• **WORK INSTRUCTION**
Set down exactly, from the records below, the line with "let path = entry.path();" through the line with "Option<&str>, url: &str)", and nothing else.

• **RECORD SET**
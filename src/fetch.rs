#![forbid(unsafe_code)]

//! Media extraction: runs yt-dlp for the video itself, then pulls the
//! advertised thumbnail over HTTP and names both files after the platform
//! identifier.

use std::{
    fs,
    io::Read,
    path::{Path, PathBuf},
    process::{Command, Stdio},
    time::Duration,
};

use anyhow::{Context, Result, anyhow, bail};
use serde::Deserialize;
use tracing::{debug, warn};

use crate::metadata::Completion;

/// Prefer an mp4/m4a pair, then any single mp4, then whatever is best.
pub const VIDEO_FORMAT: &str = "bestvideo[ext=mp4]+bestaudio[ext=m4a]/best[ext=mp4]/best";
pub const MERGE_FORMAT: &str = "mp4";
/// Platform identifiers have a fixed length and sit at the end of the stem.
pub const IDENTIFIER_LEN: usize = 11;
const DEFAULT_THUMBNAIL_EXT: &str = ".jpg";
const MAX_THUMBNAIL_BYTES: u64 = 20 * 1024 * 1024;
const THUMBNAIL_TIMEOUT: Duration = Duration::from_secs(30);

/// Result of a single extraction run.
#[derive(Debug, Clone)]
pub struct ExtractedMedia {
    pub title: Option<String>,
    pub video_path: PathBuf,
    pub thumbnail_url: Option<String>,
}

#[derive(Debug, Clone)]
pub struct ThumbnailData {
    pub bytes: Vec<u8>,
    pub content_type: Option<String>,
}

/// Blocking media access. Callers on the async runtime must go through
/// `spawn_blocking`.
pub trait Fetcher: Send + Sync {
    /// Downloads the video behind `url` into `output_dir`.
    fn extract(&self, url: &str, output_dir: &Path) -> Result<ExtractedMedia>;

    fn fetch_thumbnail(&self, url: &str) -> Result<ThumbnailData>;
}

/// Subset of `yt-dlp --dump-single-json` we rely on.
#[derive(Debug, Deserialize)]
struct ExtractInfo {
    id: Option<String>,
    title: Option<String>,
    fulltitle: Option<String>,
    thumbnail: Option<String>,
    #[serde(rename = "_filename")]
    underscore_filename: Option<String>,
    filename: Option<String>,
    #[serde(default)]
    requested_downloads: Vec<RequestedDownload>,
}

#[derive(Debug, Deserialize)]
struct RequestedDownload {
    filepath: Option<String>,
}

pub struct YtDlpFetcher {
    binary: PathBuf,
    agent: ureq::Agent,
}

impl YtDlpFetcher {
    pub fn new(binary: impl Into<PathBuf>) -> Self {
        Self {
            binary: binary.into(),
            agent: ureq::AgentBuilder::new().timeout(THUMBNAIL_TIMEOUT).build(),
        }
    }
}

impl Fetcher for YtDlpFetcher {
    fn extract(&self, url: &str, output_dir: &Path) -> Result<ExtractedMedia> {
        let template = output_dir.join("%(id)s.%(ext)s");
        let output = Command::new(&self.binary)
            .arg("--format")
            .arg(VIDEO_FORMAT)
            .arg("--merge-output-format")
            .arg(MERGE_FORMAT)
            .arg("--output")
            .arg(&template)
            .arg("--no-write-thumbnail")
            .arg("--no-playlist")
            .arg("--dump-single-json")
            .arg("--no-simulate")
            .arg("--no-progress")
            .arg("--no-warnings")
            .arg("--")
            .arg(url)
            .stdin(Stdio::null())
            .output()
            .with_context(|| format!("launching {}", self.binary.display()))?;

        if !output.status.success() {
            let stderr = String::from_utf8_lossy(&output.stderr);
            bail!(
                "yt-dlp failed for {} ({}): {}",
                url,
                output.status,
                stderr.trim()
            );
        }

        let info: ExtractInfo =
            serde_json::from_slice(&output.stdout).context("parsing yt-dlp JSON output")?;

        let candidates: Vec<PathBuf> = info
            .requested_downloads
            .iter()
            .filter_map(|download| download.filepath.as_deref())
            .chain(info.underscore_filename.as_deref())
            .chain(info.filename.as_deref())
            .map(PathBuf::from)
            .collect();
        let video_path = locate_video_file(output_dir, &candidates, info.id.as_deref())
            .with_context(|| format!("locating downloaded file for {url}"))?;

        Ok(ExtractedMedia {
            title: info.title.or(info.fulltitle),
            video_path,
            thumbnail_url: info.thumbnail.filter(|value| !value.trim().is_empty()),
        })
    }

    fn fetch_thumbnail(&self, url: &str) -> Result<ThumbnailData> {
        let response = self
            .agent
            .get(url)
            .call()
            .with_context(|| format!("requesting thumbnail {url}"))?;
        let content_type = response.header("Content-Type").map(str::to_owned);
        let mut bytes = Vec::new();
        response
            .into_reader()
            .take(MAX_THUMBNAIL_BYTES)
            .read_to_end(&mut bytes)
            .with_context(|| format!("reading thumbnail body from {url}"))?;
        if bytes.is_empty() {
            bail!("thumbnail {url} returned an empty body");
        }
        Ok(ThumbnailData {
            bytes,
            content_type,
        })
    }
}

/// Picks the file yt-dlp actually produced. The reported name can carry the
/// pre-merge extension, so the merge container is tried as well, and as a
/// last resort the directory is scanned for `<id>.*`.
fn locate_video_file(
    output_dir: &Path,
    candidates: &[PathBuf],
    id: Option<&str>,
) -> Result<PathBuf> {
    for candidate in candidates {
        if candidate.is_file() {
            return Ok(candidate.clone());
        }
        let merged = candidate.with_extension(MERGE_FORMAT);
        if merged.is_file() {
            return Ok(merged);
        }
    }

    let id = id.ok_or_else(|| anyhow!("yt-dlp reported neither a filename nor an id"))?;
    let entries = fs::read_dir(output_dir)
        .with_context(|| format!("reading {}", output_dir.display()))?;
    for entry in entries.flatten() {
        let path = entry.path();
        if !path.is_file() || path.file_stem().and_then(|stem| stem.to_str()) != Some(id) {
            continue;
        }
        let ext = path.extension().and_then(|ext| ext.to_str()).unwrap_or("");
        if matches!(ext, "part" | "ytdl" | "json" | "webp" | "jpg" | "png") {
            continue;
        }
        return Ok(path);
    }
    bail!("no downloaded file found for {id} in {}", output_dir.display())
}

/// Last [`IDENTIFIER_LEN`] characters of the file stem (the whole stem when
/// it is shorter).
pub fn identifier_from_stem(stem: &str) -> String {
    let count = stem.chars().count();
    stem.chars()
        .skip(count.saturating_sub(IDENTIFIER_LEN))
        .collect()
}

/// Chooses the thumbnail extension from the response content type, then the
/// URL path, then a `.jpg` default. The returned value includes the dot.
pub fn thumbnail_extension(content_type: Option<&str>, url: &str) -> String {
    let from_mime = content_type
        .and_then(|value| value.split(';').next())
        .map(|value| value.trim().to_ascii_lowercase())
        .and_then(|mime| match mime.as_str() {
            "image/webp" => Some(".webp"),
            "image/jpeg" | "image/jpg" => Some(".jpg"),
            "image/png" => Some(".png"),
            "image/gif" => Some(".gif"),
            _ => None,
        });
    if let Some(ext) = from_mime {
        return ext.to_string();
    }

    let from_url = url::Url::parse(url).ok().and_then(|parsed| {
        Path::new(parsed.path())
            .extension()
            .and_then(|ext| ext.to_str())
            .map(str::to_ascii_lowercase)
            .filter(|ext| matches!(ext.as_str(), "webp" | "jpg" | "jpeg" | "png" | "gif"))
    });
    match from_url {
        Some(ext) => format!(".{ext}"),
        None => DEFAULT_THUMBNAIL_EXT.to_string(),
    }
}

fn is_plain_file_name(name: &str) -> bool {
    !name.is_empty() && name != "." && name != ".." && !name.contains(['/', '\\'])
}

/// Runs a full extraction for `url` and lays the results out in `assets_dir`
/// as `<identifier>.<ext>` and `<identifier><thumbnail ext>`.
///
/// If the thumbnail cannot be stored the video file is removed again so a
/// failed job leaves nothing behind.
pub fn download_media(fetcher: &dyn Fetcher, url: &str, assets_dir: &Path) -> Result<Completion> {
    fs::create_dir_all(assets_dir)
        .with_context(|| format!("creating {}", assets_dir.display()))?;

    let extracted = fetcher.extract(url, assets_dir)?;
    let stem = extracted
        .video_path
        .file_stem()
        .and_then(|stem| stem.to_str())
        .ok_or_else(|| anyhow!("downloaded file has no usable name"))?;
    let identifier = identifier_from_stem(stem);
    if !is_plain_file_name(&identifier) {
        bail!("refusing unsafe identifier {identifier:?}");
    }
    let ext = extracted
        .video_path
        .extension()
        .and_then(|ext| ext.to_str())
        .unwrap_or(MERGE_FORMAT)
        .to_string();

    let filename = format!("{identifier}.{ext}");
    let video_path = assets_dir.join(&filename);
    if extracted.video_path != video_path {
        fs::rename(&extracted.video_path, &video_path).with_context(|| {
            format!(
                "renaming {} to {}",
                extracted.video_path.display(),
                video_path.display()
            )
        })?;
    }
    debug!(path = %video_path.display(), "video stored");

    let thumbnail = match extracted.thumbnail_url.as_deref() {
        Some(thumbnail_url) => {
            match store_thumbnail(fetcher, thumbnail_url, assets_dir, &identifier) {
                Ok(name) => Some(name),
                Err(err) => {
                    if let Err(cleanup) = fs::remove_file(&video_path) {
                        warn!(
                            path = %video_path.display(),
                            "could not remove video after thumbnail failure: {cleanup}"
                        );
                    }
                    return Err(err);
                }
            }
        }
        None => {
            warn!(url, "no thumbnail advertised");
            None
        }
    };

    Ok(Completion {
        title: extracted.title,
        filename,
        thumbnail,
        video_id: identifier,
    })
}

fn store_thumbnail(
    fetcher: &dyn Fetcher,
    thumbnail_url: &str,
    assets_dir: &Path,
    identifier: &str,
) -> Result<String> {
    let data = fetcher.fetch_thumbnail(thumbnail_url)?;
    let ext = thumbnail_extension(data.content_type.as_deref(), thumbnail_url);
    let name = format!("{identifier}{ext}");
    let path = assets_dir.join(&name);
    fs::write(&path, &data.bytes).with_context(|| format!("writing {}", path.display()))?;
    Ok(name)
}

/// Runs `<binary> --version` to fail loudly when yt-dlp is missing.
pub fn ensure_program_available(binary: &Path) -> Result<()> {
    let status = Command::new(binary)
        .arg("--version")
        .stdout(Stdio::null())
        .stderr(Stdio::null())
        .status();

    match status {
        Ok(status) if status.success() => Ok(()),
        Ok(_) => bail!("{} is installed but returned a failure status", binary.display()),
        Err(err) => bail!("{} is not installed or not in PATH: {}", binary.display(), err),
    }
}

• **RESPONSE TO THE TASK**
        let path = entry.path();
        if !path.is_file() || path.file_stem().and_then(|stem| stem.to_str()) != Some(id) {
            continue;
        }
        let ext = path.extension().and_then(|ext| ext.to_str()).unwrap_or("");
        if matches!(ext, "part" | "ytdl" | "json" | "webp" | "jpg" | "png") {
            continue;
        }
        return Ok(path);
    }
    bail!("no downloaded file found for {id} in {}", output_dir.display())
}

/// Last [`IDENTIFIER_LEN`] characters of the file stem (the whole stem when
/// it is shorter).
pub fn identifier_from_stem(stem: &str) -> String {
    let count = stem.chars().count();
    stem.chars()
        .skip(count.saturating_sub(IDENTIFIER_LEN))
        .collect()
}

/// Chooses the thumbnail extension from the response content type, then the
/// URL path, then a `.jpg` default. The returned value includes the dot.
pub fn thumbnail_extension(content_type: Option<&str>, url: &str) -> String {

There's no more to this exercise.